**Work request:** Sift the material for lines containing "false", and return them.

START Supplied material

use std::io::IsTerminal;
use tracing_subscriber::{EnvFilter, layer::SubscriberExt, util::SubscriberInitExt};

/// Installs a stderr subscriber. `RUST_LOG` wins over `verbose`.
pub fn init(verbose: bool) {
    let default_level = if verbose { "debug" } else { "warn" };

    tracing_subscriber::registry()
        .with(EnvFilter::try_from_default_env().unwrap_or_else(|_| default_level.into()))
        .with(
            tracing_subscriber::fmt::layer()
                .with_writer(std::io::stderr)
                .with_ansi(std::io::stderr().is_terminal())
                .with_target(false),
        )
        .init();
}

END Supplied material
START Supplied material

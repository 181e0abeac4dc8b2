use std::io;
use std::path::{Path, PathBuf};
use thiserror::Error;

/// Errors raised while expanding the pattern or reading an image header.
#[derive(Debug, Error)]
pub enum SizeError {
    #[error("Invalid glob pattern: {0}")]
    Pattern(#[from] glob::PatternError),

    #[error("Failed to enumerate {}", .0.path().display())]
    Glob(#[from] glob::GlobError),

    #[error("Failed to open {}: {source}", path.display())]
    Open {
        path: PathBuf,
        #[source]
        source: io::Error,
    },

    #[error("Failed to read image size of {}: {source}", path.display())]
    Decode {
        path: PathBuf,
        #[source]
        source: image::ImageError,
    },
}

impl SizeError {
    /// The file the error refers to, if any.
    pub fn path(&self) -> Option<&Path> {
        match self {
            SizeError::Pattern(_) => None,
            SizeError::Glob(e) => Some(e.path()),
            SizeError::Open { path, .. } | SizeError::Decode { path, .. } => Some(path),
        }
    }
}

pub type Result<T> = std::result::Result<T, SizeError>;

END Supplied material
START Supplied material

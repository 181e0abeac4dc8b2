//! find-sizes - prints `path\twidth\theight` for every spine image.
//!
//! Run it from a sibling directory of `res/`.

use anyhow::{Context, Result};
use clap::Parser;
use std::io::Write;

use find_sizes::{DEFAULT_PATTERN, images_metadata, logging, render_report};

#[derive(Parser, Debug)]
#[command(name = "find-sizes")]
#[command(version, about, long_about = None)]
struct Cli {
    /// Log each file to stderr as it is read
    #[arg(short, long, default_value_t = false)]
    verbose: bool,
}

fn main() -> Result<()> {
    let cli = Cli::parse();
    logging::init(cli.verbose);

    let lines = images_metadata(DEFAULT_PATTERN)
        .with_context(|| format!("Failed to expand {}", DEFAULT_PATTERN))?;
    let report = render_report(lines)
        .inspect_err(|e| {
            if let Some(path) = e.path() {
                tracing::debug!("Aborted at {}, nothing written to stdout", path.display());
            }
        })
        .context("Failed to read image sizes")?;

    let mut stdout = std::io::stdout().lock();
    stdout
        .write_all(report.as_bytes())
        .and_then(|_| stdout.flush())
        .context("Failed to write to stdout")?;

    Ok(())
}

END Supplied material

**Answer section:**
                .with_target(false),
    #[arg(short, long, default_value_t = false)]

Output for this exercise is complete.